Local Wildlife Weekly #5: Double-crested Cormorant

This is part of the 2020 Digital Seaside Center. For more Digital Seaside Center content, click here.

Hello everyone! Welcome back to local wildlife weekly. 

This week, we’re back to birds (cue the trombone wah). I know, I know– I’m getting predictable. I am trying to keep these posts as relevant as possible, fashioning them in real-time based on what I happen to observe and photograph during the week. It just so happens that, this time of year, I find myself looking at birds and bugs more than anything else. On the coast of the Long Island Sound these are the most diverse and obvious taxa: mammals are few and far between, reptiles similarly scarce, amphibians nonexistent in saline habitats. My access to fish is limited. I don’t have the means to photograph most other marine life. I am looking to break this bird/bug stranglehold in the coming weeks— it will force me to get creative— but in the meantime I thought I’d counterbalance my last bird post with a profile of the species I believe to be the piping plover’s antithesis: the double-crested cormorant. Exceedingly common, increasing, large and grotesque, our cormorants are everything the plovers are not. Their only similarity, it seems, is their ability to be hated– for wildly different reasons, of course. Just as I promised a defense of the the plover (“they are not the enemy!”) I will now defend the cormorant with similar gusto. All local wildlife is deserving of our admiration, if we know where and how to look. 

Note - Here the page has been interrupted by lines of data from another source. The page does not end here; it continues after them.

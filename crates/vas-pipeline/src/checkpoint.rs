//! Checkpoint hook
//!
//! The pipeline reports progress to a [`CheckpointSink`] after every phase so
//! an interrupted run can be resumed later. Sinks own their failure handling:
//! a checkpoint that cannot be written must never fail the analysis.

use crate::phase::PhaseKey;
use crate::results::PipelineResults;
use crate::types::{PhaseOutput, PrimaryInput};
use async_trait::async_trait;
use std::collections::BTreeMap;

/// Receiver of run progress for persistence
#[async_trait]
pub trait CheckpointSink: Send + Sync {
    /// A new run started with `input`
    async fn begin_run(&self, input: &PrimaryInput);

    /// `key` completed with `output`
    async fn phase_completed(&self, key: PhaseKey, output: &PhaseOutput);

    /// Every phase completed
    async fn run_completed(&self, results: &PipelineResults);

    /// The pipeline was reset; stored progress is obsolete
    async fn run_reset(&self);
}

/// Stored progress that a new pipeline instance can pick up
#[derive(Debug, Clone, PartialEq)]
pub struct ResumePoint {
    /// Input of the interrupted run
    pub input: PrimaryInput,
    /// Phases that had completed
    pub completed: BTreeMap<PhaseKey, PhaseOutput>,
}

impl ResumePoint {
    /// Create a resume point
    #[inline]
    #[must_use]
    pub fn new(input: PrimaryInput, completed: BTreeMap<PhaseKey, PhaseOutput>) -> Self {
        Self { input, completed }
    }

    /// Phases still to run, in canonical order
    #[must_use]
    pub fn remaining(&self) -> Vec<PhaseKey> {
        PhaseKey::ALL
            .into_iter()
            .filter(|key| !self.completed.contains_key(key))
            .collect()
    }
}
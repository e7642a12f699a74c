use crate::time::SimTime;
use std::{fmt::Display, mem};

///
/// A composed limit that stops the event execution of
/// a simulation before it ends on its own.
///
/// In runs with several ranks, event counts are checked against the
/// events dispatched by each rank on its own.
///
#[derive(Debug, Clone, PartialEq, Eq, Default)]
pub enum RuntimeLimit {
    /// An unbounded run, that only ends once all voters agree or
    /// no events are left.
    #[default]
    None,

    /// A bound on the number of dispatched events.
    /// Exactly this many events are dispatched before the run stops.
    EventCount(usize),

    /// A bound on the simulation time. Events scheduled after
    /// this point in time are never dispatched.
    SimTime(SimTime),

    /// Stops only when both limits apply.
    CombinedAnd(Box<RuntimeLimit>, Box<RuntimeLimit>),

    /// Stops when either limit applies.
    CombinedOr(Box<RuntimeLimit>, Box<RuntimeLimit>),
}

impl RuntimeLimit {
    /// Whether dispatching event number `itr_count` at `time` would
    /// exceed the limit.
    pub(crate) fn applies(&self, itr_count: usize, time: SimTime) -> bool {
        match self {
            Self::None => false,

            Self::EventCount(e) => itr_count > *e,
            Self::SimTime(t) => time > *t,

            Self::CombinedAnd(lhs, rhs) => {
                lhs.applies(itr_count, time) && rhs.applies(itr_count, time)
            }
            Self::CombinedOr(lhs, rhs) => {
                lhs.applies(itr_count, time) || rhs.applies(itr_count, time)
            }
        }
    }

    /// Adds another limit, stopping when either applies.
    pub(crate) fn add(&mut self, limit: RuntimeLimit) {
        match (&*self, &limit) {
            (_, Self::None) => {}
            (Self::None, _) => *self = limit,
            _ => {
                let prev = mem::take(self);
                *self = Self::CombinedOr(Box::new(prev), Box::new(limit));
            }
        }
    }
}

impl Display for RuntimeLimit {
    fn fmt(&self, f: &mut std::fmt::Formatter<'_>) -> std::fmt::Result {
        match self {
            Self::None => write!(f, "None"),

            Self::EventCount(e) => write!(f, "MaxEventCount({e})"),
            Self::SimTime(t) => write!(f, "MaxSimTime({t})"),

            Self::CombinedAnd(lhs, rhs) => write!(f, "{lhs} and {rhs}"),
            Self::CombinedOr(lhs, rhs) => write!(f, "{lhs} or {rhs}"),
        }
    }
}

#[cfg(test)]
mod tests {
    use super::*;

    #[test]
    fn event_count_is_inclusive() {
        let limit = RuntimeLimit::EventCount(4);
        assert_eq!(limit.to_string(), "MaxEventCount(4)");
        assert!(!limit.applies(4, 1.0.into()));
        assert!(limit.applies(5, 1.0.into()));
        assert!(!RuntimeLimit::None.applies(usize::MAX, SimTime::MAX));
    }

    #[test]
    fn sim_time_allows_events_at_the_bound() {
        let limit = RuntimeLimit::SimTime(3.0.into());
        assert_eq!(limit.to_string(), "MaxSimTime(3s)");
        assert!(!limit.applies(0, 3.0.into()));
        assert!(limit.applies(0, 3.5.into()));
    }

    #[test]
    fn combine() {
        use RuntimeLimit::*;

        let and = CombinedAnd(Box::new(EventCount(10)), Box::new(SimTime(2.0.into())));
        assert_eq!(and.to_string(), "MaxEventCount(10) and MaxSimTime(2s)");
        assert!(!and.applies(11, 1.0.into()));
        assert!(and.applies(11, 4.0.into()));

        let mut limit = None;
        limit.add(None);
        assert_eq!(limit, None);
        limit.add(EventCount(10));
        assert_eq!(limit, EventCount(10));
        limit.add(SimTime(2.0.into()));
        assert_eq!(
            limit,
            CombinedOr(Box::new(EventCount(10)), Box::new(SimTime(2.0.into())))
        );
        assert!(limit.applies(1, 4.0.into()));
        assert!(limit.applies(11, 1.0.into()));
        assert!(!limit.applies(10, 2.0.into()));
    }
}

Introducing: The Double-crested Cormorant!

Two Double-crested Cormorant watch me kayak past. Photo by Brendan Murtha.

Two Double-crested Cormorant watch me kayak past. Photo by Brendan Murtha.

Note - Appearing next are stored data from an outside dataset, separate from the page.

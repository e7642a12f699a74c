//! Conservative parallel execution of several ranks.
//!
//! Every rank runs on its own thread. Time advances in windows whose width
//! is the smallest latency of any link between two ranks, so an event sent
//! to another rank during a window can never be due within that window.
//! Between two windows all ranks meet at a barrier, exchange the events
//! addressed to each other and publish their status. Every rank then
//! derives the same decision from the published status.

use std::{
    panic::{self, AssertUnwindSafe},
    sync::{
        mpsc::{self, Receiver, Sender},
        Barrier,
    },
    thread,
};

use fxhash::FxHashMap;
use spin::Mutex;
use tracing::{debug, trace};

use super::{Dispatch, Runtime, RuntimeError, Termination};
use crate::net::{Event, LinkId, Rank, Side};
use crate::time::{Duration, SimTime};

/// An event travelling between two ranks. Only the event itself
/// crosses the boundary.
#[derive(Debug)]
pub(crate) struct RemoteEvent {
    pub(crate) target: Rank,
    pub(crate) origin: Rank,
    pub(crate) seq: u64,
    pub(crate) time: SimTime,
    pub(crate) link: LinkId,
    pub(crate) to: Side,
    pub(crate) event: Event,
}

#[derive(Debug, Clone, Copy, Default, PartialEq, Eq)]
struct RankStatus {
    next_event: Option<SimTime>,
    participants: usize,
    ready: usize,
    failed: bool,
    limit_hit: bool,
}

#[derive(Debug, Clone, Copy, PartialEq, Eq)]
enum Decision {
    Continue(SimTime),
    Stop(Termination),
    Abort,
}

fn decide(status: &[RankStatus]) -> Decision {
    if status.iter().any(|s| s.failed) {
        return Decision::Abort;
    }

    let participants = status.iter().map(|s| s.participants).sum::<usize>();
    let ready = status.iter().map(|s| s.ready).sum::<usize>();
    if participants > 0 && ready == participants {
        return Decision::Stop(Termination::AllVotersReady);
    }

    let next = status.iter().filter_map(|s| s.next_event).min();
    let Some(next) = next else {
        return Decision::Stop(Termination::EventsExhausted);
    };

    if status.iter().any(|s| s.limit_hit) {
        return Decision::Stop(Termination::LimitReached);
    }

    Decision::Continue(next)
}

struct Shared<'a> {
    barrier: &'a Barrier,
    status: &'a [Mutex<RankStatus>],
    index: &'a FxHashMap<Rank, usize>,
    lookahead: Option<Duration>,
}

/// Runs all ranks to completion, one thread per rank.
pub(crate) fn run_windowed(
    runtimes: &mut [Runtime],
    lookahead: Option<Duration>,
) -> Result<Termination, RuntimeError> {
    let n = runtimes.len();
    let ranks = runtimes.iter().map(Runtime::rank).collect::<Vec<_>>();
    let index = runtimes
        .iter()
        .enumerate()
        .map(|(i, rt)| (rt.rank(), i))
        .collect::<FxHashMap<_, _>>();
    let (senders, receivers): (Vec<_>, Vec<_>) = (0..n).map(|_| mpsc::channel()).unzip();
    let barrier = Barrier::new(n);
    let status = (0..n)
        .map(|_| Mutex::new(RankStatus::default()))
        .collect::<Vec<_>>();

    let shared = Shared {
        barrier: &barrier,
        status: &status,
        index: &index,
        lookahead,
    };
    let dispatch = tracing::dispatcher::get_default(Clone::clone);

    let results = thread::scope(|s| {
        let handles = runtimes
            .iter_mut()
            .zip(receivers)
            .enumerate()
            .map(|(me, (rt, rx))| {
                let senders = senders.clone();
                let shared = &shared;
                let dispatch = &dispatch;
                s.spawn(move || {
                    tracing::dispatcher::with_default(dispatch, || {
                        rank_main(me, rt, &rx, &senders, shared)
                    })
                })
            })
            .collect::<Vec<_>>();

        handles
            .into_iter()
            .enumerate()
            .map(|(me, handle)| {
                handle.join().unwrap_or_else(|payload| {
                    Err(RankPanicked {
                        rank: ranks[me],
                        message: panic_message(payload.as_ref()),
                    }
                    .into())
                })
            })
            .collect::<Vec<_>>()
    });

    let mut reason = None;
    let mut peer_abort = None;
    for result in results {
        match result {
            Ok(r) => reason = Some(r),
            Err(e) if e.downcast_ref::<PeerAborted>().is_some() => peer_abort = Some(e),
            Err(e) => return Err(e),
        }
    }

    match (reason, peer_abort) {
        (_, Some(e)) => Err(e),
        (Some(reason), None) => Ok(reason),
        (None, None) => Ok(Termination::EventsExhausted),
    }
}

fn rank_main(
    me: usize,
    rt: &mut Runtime,
    rx: &Receiver<RemoteEvent>,
    senders: &[Sender<RemoteEvent>],
    shared: &Shared<'_>,
) -> Result<Termination, RuntimeError> {
    let rank = rt.rank();
    let mut failure = guarded(rank, || rt.start()).err();
    let mut start = SimTime::ZERO;
    let mut round = 0usize;

    let decision = loop {
        let mut limit_hit = false;
        if failure.is_none() {
            let end = shared.lookahead.map(|l| start.saturating_add(l));
            // without links between ranks, every rank runs on its own
            let stop_on_vote = end.is_none() && round == 0;
            trace!(%rank, "window {start} .. {}", end.unwrap_or(SimTime::MAX));

            match guarded(rank, || rt.dispatch_until(end, stop_on_vote)) {
                Ok(Dispatch::LimitReached) => limit_hit = true,
                Ok(_) => {}
                Err(e) => failure = Some(e),
            }
        }
        if failure.is_none() {
            if let Err(e) = forward(rt.take_remote(), senders, shared.index) {
                failure = Some(e);
            }
        }
        shared.barrier.wait();

        rt.receive(rx.try_iter().collect());
        *shared.status[me].lock() = RankStatus {
            next_event: rt.next_event_time(),
            participants: rt.tally().participants(),
            ready: rt.tally().ready(),
            failed: failure.is_some(),
            limit_hit,
        };
        shared.barrier.wait();

        let status = shared
            .status
            .iter()
            .map(|s| *s.lock())
            .collect::<Vec<_>>();
        match decide(&status) {
            Decision::Continue(next) => start = next,
            decision => break decision,
        }
        round += 1;
    };

    match decision {
        Decision::Stop(reason) => {
            debug!(%rank, "stopping after {round} windows: {reason}");
            guarded(rank, || {
                rt.finish();
                Ok(())
            })?;
            Ok(reason)
        }
        _ => Err(failure.unwrap_or_else(|| PeerAborted(rank).into())),
    }
}

fn forward(
    events: Vec<RemoteEvent>,
    senders: &[Sender<RemoteEvent>],
    index: &FxHashMap<Rank, usize>,
) -> Result<(), RuntimeError> {
    for event in events {
        let target = *index.get(&event.target).ok_or(UnknownRank(event.target))?;
        senders[target].send(event)?;
    }
    Ok(())
}

fn guarded<T>(
    rank: Rank,
    f: impl FnOnce() -> Result<T, RuntimeError>,
) -> Result<T, RuntimeError> {
    match panic::catch_unwind(AssertUnwindSafe(f)) {
        Ok(result) => result,
        Err(payload) => Err(RankPanicked {
            rank,
            message: panic_message(payload.as_ref()),
        }
        .into()),
    }
}

fn panic_message(payload: &(dyn std::any::Any + Send)) -> String {
    if let Some(s) = payload.downcast_ref::<&str>() {
        (*s).to_string()
    } else if let Some(s) = payload.downcast_ref::<String>() {
        s.clone()
    } else {
        "unknown panic".to_string()
    }
}

/// A component panicked while running on a rank.
#[derive(Debug, Clone, PartialEq, Eq)]
pub struct RankPanicked {
    /// The rank that panicked.
    pub rank: Rank,
    /// The panic message.
    pub message: String,
}

impl std::fmt::Display for RankPanicked {
    fn fmt(&self, f: &mut std::fmt::Formatter<'_>) -> std::fmt::Result {
        write!(f, "rank {} panicked: {}", self.rank, self.message)
    }
}

impl std::error::Error for RankPanicked {}

/// Another rank failed, so this rank stopped as well.
#[derive(Debug, Clone, Copy, PartialEq, Eq)]
struct PeerAborted(Rank);

impl std::fmt::Display for PeerAborted {
    fn fmt(&self, f: &mut std::fmt::Formatter<'_>) -> std::fmt::Result {
        write!(f, "rank {} stopped because a peer aborted", self.0)
    }
}

impl std::error::Error for PeerAborted {}

/// An event was addressed to a rank that does not exist.
#[derive(Debug, Clone, Copy, PartialEq, Eq)]
struct UnknownRank(Rank);

impl std::fmt::Display for UnknownRank {
    fn fmt(&self, f: &mut std::fmt::Formatter<'_>) -> std::fmt::Result {
        write!(f, "event addressed to unknown rank {}", self.0)
    }
}

impl std::error::Error for UnknownRank {}

#[cfg(test)]
mod tests {
    use super::*;

    fn status(next: Option<f64>, participants: usize, ready: usize) -> RankStatus {
        RankStatus {
            next_event: next.map(SimTime::from),
            participants,
            ready,
            ..Default::default()
        }
    }

    #[test]
    fn continue_at_earliest_event() {
        let s = [status(Some(4.0), 1, 0), status(Some(2.0), 0, 0), status(None, 0, 0)];
        assert_eq!(decide(&s), Decision::Continue(2.0.into()));
    }

    #[test]
    fn votes_are_summed_over_ranks() {
        let s = [status(Some(4.0), 1, 1), status(Some(2.0), 1, 0)];
        assert_eq!(decide(&s), Decision::Continue(2.0.into()));

        let s = [status(Some(4.0), 1, 1), status(Some(2.0), 1, 1)];
        assert_eq!(decide(&s), Decision::Stop(Termination::AllVotersReady));
    }

    #[test]
    fn stop_reasons() {
        let s = [status(None, 1, 0), status(None, 0, 0)];
        assert_eq!(decide(&s), Decision::Stop(Termination::EventsExhausted));

        let mut s = [status(Some(1.0), 0, 0), status(None, 0, 0)];
        s[1].limit_hit = true;
        assert_eq!(decide(&s), Decision::Stop(Termination::LimitReached));

        s[0].failed = true;
        assert_eq!(decide(&s), Decision::Abort);
    }

    #[test]
    fn panic_messages() {
        let payload: Box<dyn std::any::Any + Send> = Box::new("boom");
        assert_eq!(panic_message(payload.as_ref()), "boom");
        let payload: Box<dyn std::any::Any + Send> = Box::new(String::from("bang"));
        assert_eq!(panic_message(payload.as_ref()), "bang");
    }
}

The double-crested cormorant, Phalacrocorax auritus, is one of our most common waterbirds. Even the most disinterested people on the shore tend to notice these birds, classed among “seagulls” for their ubiquity. Standing atop pilings and buoys, black wings spread like some fallen angel, cormorants do not receive the admiration egrets, osprey, and other coastal species do: one could call them the “dark horse” of our local avifauna. They are, by all accounts, strange, and live an alien lifestyle far removed from what most people expect of birds. This is no genteel songbird, no majestic raptor. This is a greasy marine weasel, snaking through the algal gloom with an insatiable appetite for fish: wet, slimy, smelly. 

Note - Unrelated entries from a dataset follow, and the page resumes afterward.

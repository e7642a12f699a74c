//! The two components that play ping pong.
//!
//! An initiator ([`Ping`]) and a responder ([`Pong`]) bounce a
//! [`StringEvent`](crate::net::StringEvent) back and forth. Both come in two
//! variants, picked by the ports a topology wires:
//!
//! - a direct loop over a single bidirectional `inout` port, with the fixed
//!   payloads `"ping"` and `"pong"`,
//! - a relay over separate `input` and `output` ports, where every hop
//!   appends the role and rank of the component it passed, so the route
//!   of a message can be read from its payload.

pub mod architecture;

mod ping;
mod pong;

pub use self::ping::*;
pub use self::pong::*;

use crate::net::{ComponentInit, ConfigError, PortDescriptor, PortId, Rank};

pub(crate) const PORTS: &[PortDescriptor] = &[
    PortDescriptor::new("inout", "bidirectional port of the direct loop"),
    PortDescriptor::new("input", "receives messages in a relay"),
    PortDescriptor::new("output", "sends messages in a relay"),
];

/// The ports a component was wired with.
#[derive(Debug, Clone, Copy, PartialEq, Eq)]
pub enum Wiring {
    /// A single bidirectional port.
    Loop {
        /// The `inout` port.
        inout: PortId,
    },
    /// Separate ports for receiving and sending, tagging every payload
    /// with the role and rank of the component.
    Relay {
        /// The `input` port.
        input: PortId,
        /// The `output` port, configured send-only.
        output: PortId,
    },
}

impl Wiring {
    /// Binds `inout` if it is wired, otherwise `input` and `output`.
    ///
    /// # Errors
    ///
    /// Returns [`ConfigError::UnboundPort`] if neither variant is wired,
    /// and [`ConfigError::ConflictingPort`] if `inout` is wired together
    /// with `input` or `output`.
    pub fn configure(init: &mut ComponentInit<'_>) -> Result<Wiring, ConfigError> {
        if init.is_wired("inout") {
            if let Some(port) = ["input", "output"].into_iter().find(|p| init.is_wired(p)) {
                return Err(ConfigError::ConflictingPort {
                    component: init.name().to_string(),
                    port: port.to_string(),
                    with: "inout".to_string(),
                });
            }
            Ok(Wiring::Loop {
                inout: init.configure_link("inout")?,
            })
        } else {
            let input = init.configure_link("input")?;
            let output = init.configure_output("output")?;
            Ok(Wiring::Relay { input, output })
        }
    }

    /// The port outgoing messages are sent on.
    #[must_use]
    pub fn output(&self) -> PortId {
        match self {
            Self::Loop { inout } => *inout,
            Self::Relay { output, .. } => *output,
        }
    }

    /// Whether payloads are tagged per hop.
    #[must_use]
    pub fn is_relay(&self) -> bool {
        matches!(self, Self::Relay { .. })
    }

    fn forward(&self, received: &str, role: &str, fixed: &str, rank: Rank) -> String {
        match self {
            Self::Loop { .. } => fixed.to_string(),
            Self::Relay { .. } => format!("{received}-{role}{rank}"),
        }
    }
}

Am I being too hard on these birds? If so, I don’t mean it— I find cormorants charming and fascinating, and I rag on them only to prove a point. I’ve always had a soft-spot for the underdog, the proverbial “other,” and am obligated to first address the causes of their alienation before I jump to solutions.

Let’s familiarize ourselves with the cormorants’ natural history. Cormorants are today placed in the Suliformes order, although their evolutionary history has been historically contested. Long thought related to pelicans, the latter are now believed to share closer ancestry with herons, and cormorants (family Phalacrocoracidae, with 40 species worldwide) are classed in a separate order alongside boobies, frigatebirds, and darters. All the birds mentioned here are specialized fish-hunters, employing various tactics to do so. The range of extant strategies mirrors the diversity of fish available for taking. Boobies, for example, are open-water “plunge-divers,” zipping through the waves like harpoons after schooling baitfish. Eel-like darters such as the anhinga (common in Florida) navigate densely weeded areas, pursuing solitary fish taking shelter in the reeds. 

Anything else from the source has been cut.